SOURCE DATA:
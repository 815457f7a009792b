//! Structured (JSON) encoding for the category and sub-kind columns.
//!
//! Both values are stored as JSON strings so the column format can evolve
//! without a schema migration. Decoding never fails.

use crate::model::event_type::MedicalEventType;
use crate::model::medical_event::normalize_sub_kind;
use serde_json::Value;

/// Encodes a category as a JSON string of its canonical label.
pub fn encode_category(category: MedicalEventType) -> Vec<u8> {
    Value::String(category.label().to_string())
        .to_string()
        .into_bytes()
}

/// Decodes a stored category. Missing or undecodable bytes yield `Other`.
pub fn decode_category(bytes: Option<&[u8]>) -> MedicalEventType {
    bytes
        .and_then(|raw| serde_json::from_slice::<MedicalEventType>(raw).ok())
        .unwrap_or_default()
}

/// Encodes an optional sub-kind. Blank values encode to `None`.
pub fn serialize_sub_kind(value: Option<&str>) -> Option<Vec<u8>> {
    normalize_sub_kind(value).map(|sub_kind| Value::String(sub_kind).to_string().into_bytes())
}

/// Decodes a stored sub-kind. Missing, undecodable or blank values yield
/// `None`.
pub fn deserialize_sub_kind(bytes: Option<&[u8]>) -> Option<String> {
    let decoded = bytes.and_then(|raw| serde_json::from_slice::<String>(raw).ok())?;
    normalize_sub_kind(Some(decoded.as_str()))
}

#[cfg(test)]
mod tests {
    use super::{decode_category, deserialize_sub_kind, encode_category, serialize_sub_kind};
    use crate::model::event_type::MedicalEventType;

    #[test]
    fn category_encoding_is_a_json_label() {
        assert_eq!(
            encode_category(MedicalEventType::HeartwormTreatment),
            b"\"Heartworm Treatment\"".to_vec()
        );
    }

    #[test]
    fn category_decoding_tolerates_legacy_and_corrupt_values() {
        assert_eq!(
            decode_category(Some(b"\"Flea Treatment\"".as_slice())),
            MedicalEventType::FleaPreventative
        );
        assert_eq!(decode_category(Some(b"42".as_slice())), MedicalEventType::Other);
        assert_eq!(decode_category(Some(b"\xff\xfe".as_slice())), MedicalEventType::Other);
        assert_eq!(decode_category(None), MedicalEventType::Other);
    }

    #[test]
    fn sub_kind_blank_values_are_absent() {
        assert_eq!(serialize_sub_kind(Some("   ")), None);
        assert_eq!(serialize_sub_kind(None), None);
        assert_eq!(deserialize_sub_kind(Some(b"\"  \"".as_slice())), None);
        assert_eq!(deserialize_sub_kind(Some(b"{not json".as_slice())), None);
        assert_eq!(deserialize_sub_kind(Some(b"null".as_slice())), None);
    }

    #[test]
    fn sub_kind_survives_encoding_with_quotes() {
        let encoded = serialize_sub_kind(Some("Bordetella \"kennel cough\""))
            .expect("non-blank sub-kind should encode");
        assert_eq!(
            deserialize_sub_kind(Some(encoded.as_slice())).as_deref(),
            Some("Bordetella \"kennel cough\"")
        );
    }
}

WORK INSTRUCTIONS: Each line of the data that includes "stored" should be copied.

SOLVED PROBLEM:
//! Both values are stored as JSON strings so the column format can evolve
/// Decodes a stored category. Missing or undecodable bytes yield `Other`.
/// Decodes a stored sub-kind. Missing, undecodable or blank values yield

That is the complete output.